An extension of your game theory analysis implies that the US should have nuked the USSR in the 1950s, and should have been nuking all other nuclear nations over the last 70 years. This seems weird? At least, I expect it to not be persuasive to folks thinking about AI society.
The stylistic choice I disagree with most is the bolding: if a short paragraph has 5 different bolded statements, then… what’s the point?
The physical attacks may be highly visible, but not their source. An AGI could deploy autonomous agents with no clear connection back to it, manipulate human actors without them realising, or fabricate intelligence to create seemingly natural accidents. The AGI itself remains invisible. While this increases the visibility of an attack, it does not expose the AGI. It wouldn’t be a visible war—more like isolated acts of sabotage. Good point to raise, though.
You bring up manoeuvre warfare, but that assumes AI operates under constraints similar to human militaries. The reason to prefer perfect, deniable strikes is that failure in an early war phase means immediate extinction for the weaker AGI. Imperfect attacks invite escalation and countermeasures—if AGI Alpha attacks AI Bravo first but fails, it almost guarantees its own destruction.

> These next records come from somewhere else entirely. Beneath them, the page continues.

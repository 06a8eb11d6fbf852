pub mod listing_store;

pub use listing_store::{CollectionStats, DocumentStream, IndexReport, ListingStore, UpdateOutcome};
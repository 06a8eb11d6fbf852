#![allow(clippy::too_many_lines)]

use std::io::Write;
use std::sync::Arc;

use mongodb::bson::{Bson, doc};
use pretty_assertions::assert_eq;

use airbnb_madrid::adapters::memory::MemoryStore;
use airbnb_madrid::bootstrap::{BootstrapOptions, bootstrap, create_indexes};
use airbnb_madrid::config::types::InvalidRowPolicy;
use airbnb_madrid::domain::filter::Filter;
use airbnb_madrid::domain::geo::GeoPoint;
use airbnb_madrid::domain::listing::RoomType;
use airbnb_madrid::error::ListingsError;
use airbnb_madrid::import::{IMPORTED_AT, ImportOptions, ImportReport, Importer};
use airbnb_madrid::repository::ListingRepository;

// ---------------------------------------------------------------------------
// Fixtures
// ---------------------------------------------------------------------------

const LISTINGS_CSV: &str = "\
id,name,description,host_name,host_is_superhost,neighbourhood,latitude,longitude,room_type,price,minimum_nights,number_of_reviews,last_review,reviews_per_month,review_scores_rating,availability_365,calendar_updated
6369,Ático con terraza,Vistas al Palacio Real,Simon,t,Centro,40.4170,-3.7070,Entire home/apt,\"$1,020.00\",3,80,2024-05-01,0.6,4.9,120,
21853,Habitación luminosa,Cerca del Retiro,María,f,Retiro,40.4120,-3.6840,Private room,$35.00,2,33,2023-11-12,,4.5,0,
23001,,Junto al metro,,f,Arganzuela,40.3970,-3.6940,Shared room,$18.00,1,0,,,,365,
24805,Suite Gran Vía,Hotel boutique en Gran Vía,Hotel,t,Centro,40.4200,-3.7050,Hotel room,$150.00,1,210,2024-06-20,2.1,4.7,300,
26825,Sin coordenadas,,Ana,f,Centro,,,Private room,$40.00,1,0,,,,50,
";

async fn madrid() -> (Arc<MemoryStore>, ListingRepository) {
    let store = Arc::new(MemoryStore::default());
    bootstrap(store.as_ref(), &BootstrapOptions::default())
        .await
        .unwrap();
    (store.clone(), ListingRepository::new(store))
}

fn csv_file() -> tempfile::NamedTempFile {
    let mut file = tempfile::Builder::new().suffix(".csv").tempfile().unwrap();
    file.write_all(LISTINGS_CSV.as_bytes()).unwrap();
    file
}

// ---------------------------------------------------------------------------
// CSV import
// ---------------------------------------------------------------------------

#[tokio::test]
async fn csv_import_end_to_end() {
    let (store, repo) = madrid().await;
    let file = csv_file();

    let report = Importer::new(repo.clone(), ImportOptions::default())
        .import_csv(file.path())
        .await
        .unwrap();
    assert_eq!(
        report,
        ImportReport {
            rows_read: 5,
            rows_dropped: 1,
            inserted: 4,
            rejected: 0,
            cleared: 0,
        }
    );
    let indexes = create_indexes(store.as_ref()).await.unwrap();
    assert!(indexes.created.is_empty());

    assert_eq!(repo.total_listings().await.unwrap(), 4);

    let atico = repo.search_by_name("ático", 1).await.unwrap();
    let atico = &atico[0];
    assert_eq!(atico.get_f64("price").unwrap(), 1020.0);
    assert!(atico.get_bool("host_is_superhost").unwrap());
    assert!(atico.get_datetime("last_review").is_ok());
    assert!(atico.get_datetime(IMPORTED_AT).is_ok());
    assert!((atico.get_f64("review_scores_rating").unwrap() - 4.9).abs() < 1e-9);
    assert_eq!(atico.get("calendar_updated"), Some(&Bson::Null));

    let unnamed = repo
        .find_by_neighbourhood("Arganzuela", 0)
        .await
        .unwrap();
    assert_eq!(unnamed[0].get_str("name").unwrap(), "Sin nombre");
    assert_eq!(unnamed[0].get_str("host_name").unwrap(), "Sin nombre");
    assert_eq!(unnamed[0].get_f64("reviews_per_month").unwrap(), 0.0);
}

#[tokio::test]
async fn imported_listings_answer_the_usual_questions() {
    let (_, repo) = madrid().await;
    let file = csv_file();
    Importer::new(repo.clone(), ImportOptions::default())
        .import_csv(file.path())
        .await
        .unwrap();

    let stats = repo.price_stats_by_neighbourhood().await.unwrap();
    assert_eq!(stats[0].neighbourhood.as_deref(), Some("Centro"));
    assert_eq!(stats[0].count, 2);
    assert_eq!(stats[0].max_price, 1020.0);

    let rooms = repo.count_by_room_type().await.unwrap();
    assert_eq!(rooms.len(), 4);
    assert!(rooms.iter().all(|r| r.count == 1));

    let cheap = repo.find_by_price_range(0.0, 50.0, 0).await.unwrap();
    let prices: Vec<f64> = cheap.iter().map(|d| d.get_f64("price").unwrap()).collect();
    assert_eq!(prices, vec![18.0, 35.0]);

    let hotels = repo.find_by_room_type(RoomType::HotelRoom, 0).await.unwrap();
    assert_eq!(hotels[0].get_str("name").unwrap(), "Suite Gran Vía");

    let near_sol = repo
        .find_near(GeoPoint::new(-3.7038, 40.4168), Some(500.0), 0)
        .await
        .unwrap();
    assert_eq!(near_sol.len(), 2);

    let palacio = repo.search_text("palacio", 5).await.unwrap();
    assert_eq!(palacio.len(), 1);

    assert_eq!(repo.delete_unavailable().await.unwrap(), 1);
}

#[tokio::test]
async fn numeric_looking_names_and_neighbourhoods_are_imported() {
    let (_, repo) = madrid().await;
    let csv = "\
name,host_name,neighbourhood,latitude,longitude,room_type,price
1984,Orwell,Centro,40.4168,-3.7038,Private room,$40.00
Piso junto al Rastro,Lucía,28012,40.4090,-3.7070,Entire home/apt,$75.00
Estudio Malasaña,2001,Universidad,40.4260,-3.7040,Entire home/apt,$60.00
";
    let report = Importer::new(repo.clone(), ImportOptions::default())
        .import_csv_reader(csv.as_bytes())
        .await
        .unwrap();
    assert_eq!(report.inserted, 3);
    assert_eq!(report.rejected, 0);

    let by_name = repo.search_by_name("1984", 1).await.unwrap();
    assert_eq!(by_name[0].get_str("name").unwrap(), "1984");
    assert_eq!(repo.find_by_neighbourhood("28012", 0).await.unwrap().len(), 1);
    assert_eq!(
        repo.count(&Filter::eq("host_name", "2001")).await.unwrap(),
        1
    );
}

#[tokio::test]
async fn sampled_import_is_repeatable() {
    let options = ImportOptions {
        sample_size: 3,
        ..ImportOptions::default()
    };
    let mut picked = Vec::new();
    for _ in 0..2 {
        let (_, repo) = madrid().await;
        Importer::new(repo.clone(), options.clone())
            .import_csv_reader(LISTINGS_CSV.as_bytes())
            .await
            .unwrap();
        picked.push(repo.distinct_values("name").await.unwrap());
    }
    assert_eq!(picked[0], picked[1]);
}

#[tokio::test]
async fn reimport_replaces_previous_listings() {
    let (_, repo) = madrid().await;
    let importer = Importer::new(repo.clone(), ImportOptions::default());
    importer.import_csv_reader(LISTINGS_CSV.as_bytes()).await.unwrap();
    let report = importer.import_csv_reader(LISTINGS_CSV.as_bytes()).await.unwrap();
    assert_eq!(report.cleared, 4);
    assert_eq!(repo.total_listings().await.unwrap(), 4);
}

#[tokio::test]
async fn abort_policy_stops_on_bad_rows() {
    let (_, repo) = madrid().await;
    let csv = "name,price,room_type\nok,$10.00,Private room\nbad,$10.00,Castle\n";
    let importer = Importer::new(
        repo.clone(),
        ImportOptions {
            on_invalid: InvalidRowPolicy::Abort,
            ..ImportOptions::default()
        },
    );
    let err = importer.import_csv_reader(csv.as_bytes()).await.unwrap_err();
    assert!(matches!(err, ListingsError::Validation { .. }));
    assert_eq!(repo.total_listings().await.unwrap(), 0);
}

#[tokio::test]
async fn missing_csv_is_an_io_error() {
    let (_, repo) = madrid().await;
    let dir = tempfile::tempdir().unwrap();
    let err = Importer::new(repo, ImportOptions::default())
        .import_csv(&dir.path().join("listings.csv"))
        .await
        .unwrap_err();
    assert!(matches!(err, ListingsError::Io(_)));
}

// ---------------------------------------------------------------------------
// JSON import
// ---------------------------------------------------------------------------

#[tokio::test]
async fn json_import_accepts_extended_json() {
    let (_, repo) = madrid().await;
    let mut file = tempfile::Builder::new().suffix(".json").tempfile().unwrap();
    write!(
        file,
        r#"[
            {{"name": "Loft", "price": 60, "neighbourhood": "Chamberí",
              "room_type": "Entire home/apt", "last_review": {{"$date": "2024-01-15T00:00:00Z"}}}},
            {{"name": "Cuarto", "price": 25.5, "room_type": "Private room"}}
        ]"#
    )
    .unwrap();

    let report = Importer::new(repo.clone(), ImportOptions::default())
        .import_json(file.path())
        .await
        .unwrap();
    assert_eq!(report.inserted, 2);

    let loft = repo
        .find_by_neighbourhood("Chamberí", 1)
        .await
        .unwrap()
        .remove(0);
    assert!(loft.get_datetime("last_review").is_ok());
    assert_eq!(
        repo.count(&Filter::eq("room_type", "Private room")).await.unwrap(),
        1
    );
}

#[tokio::test]
async fn json_import_keeps_existing_data_without_clear() {
    let (_, repo) = madrid().await;
    repo.create(doc! { "name": "Existing", "price": 10 }).await.unwrap();
    let mut file = tempfile::NamedTempFile::new().unwrap();
    file.write_all(br#"[{"name": "New", "price": 20}]"#).unwrap();

    let options = ImportOptions {
        clear_existing: false,
        ..ImportOptions::default()
    };
    let err = Importer::new(repo.clone(), options)
        .import_json(file.path())
        .await
        .unwrap_err();
    assert!(matches!(err, ListingsError::Config(_)));
    assert_eq!(repo.total_listings().await.unwrap(), 1);
}
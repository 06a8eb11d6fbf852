pub mod analytics;
pub mod filter;
pub mod geo;
pub mod index;
pub mod listing;
pub mod pipeline;
pub mod projection;
pub mod query;
pub mod schema;
pub mod value;

pub use filter::{Filter, Predicate};
pub use geo::{GeoPoint, Region};
pub use listing::{Listing, ListingId, RoomType};
pub use pipeline::{Group, GroupKey, Operand, Pipeline, Reducer, SortDirection, SortKey, Stage};
pub use projection::{Projection, ProjectionRule};
pub use query::FindQuery;
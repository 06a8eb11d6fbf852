use std::sync::Arc;

use mongodb::bson::{Document, doc};

use crate::adapters::memory::MemoryStore;
use crate::repository::ListingRepository;

/// Repository over an empty, already bootstrapped memory store.
pub fn memory_repository() -> ListingRepository {
    ListingRepository::new(Arc::new(MemoryStore::with_validator(
        "airbnb_madrid",
        "listings",
    )))
}

/// The "Test Flat" listing used across the scenario tests.
pub fn centro_flat() -> Document {
    doc! {
        "name": "Test Flat",
        "price": 75,
        "neighbourhood": "Centro",
        "room_type": "Entire home/apt",
    }
}

pub fn listing_doc(name: &str, price: f64, neighbourhood: &str) -> Document {
    doc! {
        "name": name,
        "price": price,
        "neighbourhood": neighbourhood,
        "room_type": "Private room",
    }
}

In human history, early aggression sometimes works—Pearl Harbour, Napoleon’s campaigns—but other times it leads to total defeat—Germany in WW2, Saddam Hussein invading Kuwait. AIs wouldn’t gamble unless they had no choice. A first strike is only preferable when not attacking is clearly worse. Of course, if an AGI assesses that waiting for the perfect strike gives its opponent an insurmountable edge, it may attack earlier, even if imperfectly. But unless forced, it will always prioritise invisibility.
This difference in strategic incentives is why AGI war operates under a different logic than human conflicts, including nuclear deterrence. The issue with the US nuking other nations is that nuclear war is catastrophically costly—even for the “winner.” Beyond the direct financial burden, it leads to environmental destruction, diplomatic fallout, and increased existential risk. The deterrent is that nobody truly wins. An AGI war is entirely different: there is no environmental, economic, or social cost—only a resource cost, which is negligible for an AGI. More importantly, eliminating competition provides a definitive strategic advantage with no downside. There is no equivalent to nuclear deterrence here—just a clear incentive to act first.
Bolding helps emphasise key points for skimmers, which is a large portion of online readers. If I could trust people to read every word deeply, I wouldn’t use it as much. When I compile my essays into a book, I’ll likely reduce its use, as book readers engage differently. In a setting like this, however, where people often scan posts before committing, bolding increases retention and ensures critical takeaways aren’t missed.